→ Problem to solve: Please give back, word for word, each line from the start of the entries through the one in which "dot += l * r;" is found.

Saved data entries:
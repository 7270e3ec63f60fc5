use std::collections::HashMap;
use std::collections::hash_map::Entry;
use std::time::Instant;

use tracing::debug;

use crate::backend::InferenceBackend;
use crate::error::SweepFault;
use crate::model::Domain;

/// Cosine similarity `dot(a,b) / (‖a‖·‖b‖)`, in [-1, 1]. Zero for
/// mismatched dimensionality or zero-norm input.
pub fn cosine_similarity(left: &[f32], right: &[f32]) -> f64 {
    if left.len() != right.len() || left.is_empty() {
        return 0.0;
    }

    let mut dot = 0.0_f64;
    let mut left_sq = 0.0_f64;
    let mut right_sq = 0.0_f64;
    for (l, r) in left.iter().zip(right.iter()) {
        let (l, r) = (f64::from(*l), f64::from(*r));
        dot += l * r;
        left_sq += l * l;
        right_sq += r * r;
    }

    let norm_product = left_sq.sqrt() * right_sq.sqrt();
    if norm_product == 0.0 {
        return 0.0;
    }

    dot / norm_product
}

#[derive(Debug, Clone)]
pub struct IndexEntry {
    pub literal: String,
    pub vector: Vec<f32>,
}

/// Literal→vector index for one (domain, embedding model) pair. Entry order
/// is literal-file order; the retriever's tie-break depends on it.
#[derive(Debug, Clone)]
pub struct EmbeddingIndex {
    pub domain: String,
    pub model: String,
    pub entries: Vec<IndexEntry>,
    pub build_ms: u128,
}

impl EmbeddingIndex {
    /// Embeds every literal of the domain once, in literal order.
    pub fn build<B: InferenceBackend + ?Sized>(
        backend: &mut B,
        domain: &Domain,
        model: &str,
    ) -> Result<Self, SweepFault> {
        let started = Instant::now();

        let mut entries = Vec::with_capacity(domain.literals.len());
        for literal in &domain.literals {
            let vector = backend.embed(model, literal)?;
            entries.push(IndexEntry {
                literal: literal.clone(),
                vector,
            });
        }

        let build_ms = started.elapsed().as_millis();
        debug!(
            domain = %domain.name,
            model,
            literals = entries.len(),
            build_ms,
            "embedding index built"
        );

        Ok(Self {
            domain: domain.name.clone(),
            model: model.to_string(),
            entries,
            build_ms,
        })
    }
}

/// Memoizes indexes by (domain, embedding model) across the sweep, so an
/// index is built once and reused by every generative model and temperature.
#[derive(Debug, Default)]
pub struct IndexCache {
    indexes: HashMap<(String, String), EmbeddingIndex>,
}

impl IndexCache {
    pub fn new() -> Self {
        Self::default()
    }

    pub fn get_or_build<B: InferenceBackend + ?Sized>(
        &mut self,
        backend: &mut B,
        domain: &Domain,
        model: &str,
    ) -> Result<&EmbeddingIndex, SweepFault> {
        let key = (domain.name.clone(), model.to_string());
        match self.indexes.entry(key) {
            Entry::Occupied(slot) => Ok(slot.into_mut()),
            Entry::Vacant(slot) => {
                let index = EmbeddingIndex::build(backend, domain, model)?;
                Ok(slot.insert(index))
            }
        }
    }
}

#[derive(Debug, Clone)]
pub struct Retrieval {
    pub literal: String,
    pub similarity: f64,
    pub elapsed_ms: u128,
}

/// Embeds the sentence once and selects the indexed literal with maximum
/// cosine similarity. Strict `>` against the running maximum: the first
/// literal in index order wins ties and near-ties.
pub fn retrieve_nearest<B: InferenceBackend + ?Sized>(
    backend: &mut B,
    index: &EmbeddingIndex,
    sentence: &str,
) -> Result<Retrieval, SweepFault> {
    if index.entries.is_empty() {
        return Err(SweepFault::EmptyIndex {
            domain: index.domain.clone(),
            model: index.model.clone(),
        });
    }

    let started = Instant::now();
    let sentence_vector = backend.embed(&index.model, sentence)?;

    let mut best: Option<&IndexEntry> = None;
    let mut best_similarity = -1.0_f64;
    for entry in &index.entries {
        let similarity = cosine_similarity(&entry.vector, &sentence_vector);
        if similarity > best_similarity || best.is_none() {
            best_similarity = similarity;
            best = Some(entry);
        }
    }

    let entry = best.ok_or(SweepFault::EmptyIndex {
        domain: index.domain.clone(),
        model: index.model.clone(),
    })?;

    Ok(Retrieval {
        literal: entry.literal.clone(),
        similarity: best_similarity,
        elapsed_ms: started.elapsed().as_millis(),
    })
}

#[cfg(test)]
mod tests {
    use super::{EmbeddingIndex, IndexCache, cosine_similarity, retrieve_nearest};
    use crate::backend::testing::StubBackend;
    use crate::error::SweepFault;
    use crate::model::Domain;

    fn domain_with_literals(literals: &[&str]) -> Domain {
        Domain {
            name: "auction".to_string(),
            literals: literals.iter().map(|s| s.to_string()).collect(),
            cases: Vec::new(),
        }
    }

    #[test]
    fn cosine_of_vector_with_itself_is_one() {
        let v = [0.3_f32, -1.2, 0.05, 4.0];
        let similarity = cosine_similarity(&v, &v);
        assert!((similarity - 1.0).abs() < 1e-9, "got {similarity}");
    }

    #[test]
    fn cosine_guards_mismatched_and_zero_inputs() {
        assert_eq!(cosine_similarity(&[1.0, 0.0], &[1.0]), 0.0);
        assert_eq!(cosine_similarity(&[], &[]), 0.0);
        assert_eq!(cosine_similarity(&[0.0, 0.0], &[1.0, 1.0]), 0.0);
    }

    #[test]
    fn index_build_preserves_literal_order() {
        let mut backend = StubBackend::new()
            .with_embedding("bid(a)", &[1.0, 0.0])
            .with_embedding("bid(b)", &[0.0, 1.0]);
        let domain = domain_with_literals(&["bid(a)", "bid(b)"]);

        let index =
            EmbeddingIndex::build(&mut backend, &domain, "nomic-embed-text").expect("build");
        assert_eq!(index.entries[0].literal, "bid(a)");
        assert_eq!(index.entries[1].literal, "bid(b)");
        assert_eq!(backend.embed_calls, 2);
    }

    #[test]
    fn cache_reuses_a_built_index() {
        let mut backend = StubBackend::new().with_fallback_embedding(&[1.0, 0.0]);
        let domain = domain_with_literals(&["bid(a)", "bid(b)"]);
        let mut cache = IndexCache::new();

        cache
            .get_or_build(&mut backend, &domain, "nomic-embed-text")
            .expect("first build");
        cache
            .get_or_build(&mut backend, &domain, "nomic-embed-text")
            .expect("cached");

        assert_eq!(backend.embed_calls, 2, "literals embedded exactly once");
    }

    #[test]
    fn ties_resolve_to_the_first_literal_in_index_order() {
        // Both literals share one embedding, so every similarity ties.
        let mut backend = StubBackend::new().with_fallback_embedding(&[0.6, 0.8]);
        let domain = domain_with_literals(&["bid(a)", "bid(b)"]);
        let index =
            EmbeddingIndex::build(&mut backend, &domain, "nomic-embed-text").expect("build");

        for _ in 0..3 {
            let retrieval =
                retrieve_nearest(&mut backend, &index, "a bid arrives").expect("retrieve");
            assert_eq!(retrieval.literal, "bid(a)");
        }
    }

    #[test]
    fn single_entry_index_always_wins_with_bounded_similarity() {
        let mut backend = StubBackend::new()
            .with_embedding("hasColor(apple,red)", &[1.0, 0.0, 0.0])
            .with_fallback_embedding(&[-0.5, 0.5, 0.1]);
        let domain = domain_with_literals(&["hasColor(apple,red)"]);
        let index =
            EmbeddingIndex::build(&mut backend, &domain, "nomic-embed-text").expect("build");

        let retrieval = retrieve_nearest(&mut backend, &index, "anything at all").expect("retrieve");
        assert_eq!(retrieval.literal, "hasColor(apple,red)");
        assert!(retrieval.similarity >= -1.0 && retrieval.similarity <= 1.0);
    }

    #[test]
    fn empty_index_is_a_typed_fault() {
        let mut backend = StubBackend::new().with_fallback_embedding(&[1.0]);
        let index = super::EmbeddingIndex {
            domain: "auction".to_string(),
            model: "nomic-embed-text".to_string(),
            entries: Vec::new(),
            build_ms: 0,
        };

        let fault = retrieve_nearest(&mut backend, &index, "a bid arrives")
            .expect_err("empty index should fail");
        assert!(matches!(fault, SweepFault::EmptyIndex { .. }));
    }
}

→ Response:
repository 7270e3ec63f60fc5
use std::collections::HashMap;
use std::collections::hash_map::Entry;
use std::time::Instant;

use tracing::debug;

use crate::backend::InferenceBackend;
use crate::error::SweepFault;
use crate::model::Domain;

/// Cosine similarity `dot(a,b) / (‖a‖·‖b‖)`, in [-1, 1]. Zero for
/// mismatched dimensionality or zero-norm input.
pub fn cosine_similarity(left: &[f32], right: &[f32]) -> f64 {
    if left.len() != right.len() || left.is_empty() {
        return 0.0;
    }

    let mut dot = 0.0_f64;
    let mut left_sq = 0.0_f64;
    let mut right_sq = 0.0_f64;
    for (l, r) in left.iter().zip(right.iter()) {
        let (l, r) = (f64::from(*l), f64::from(*r));
        dot += l * r;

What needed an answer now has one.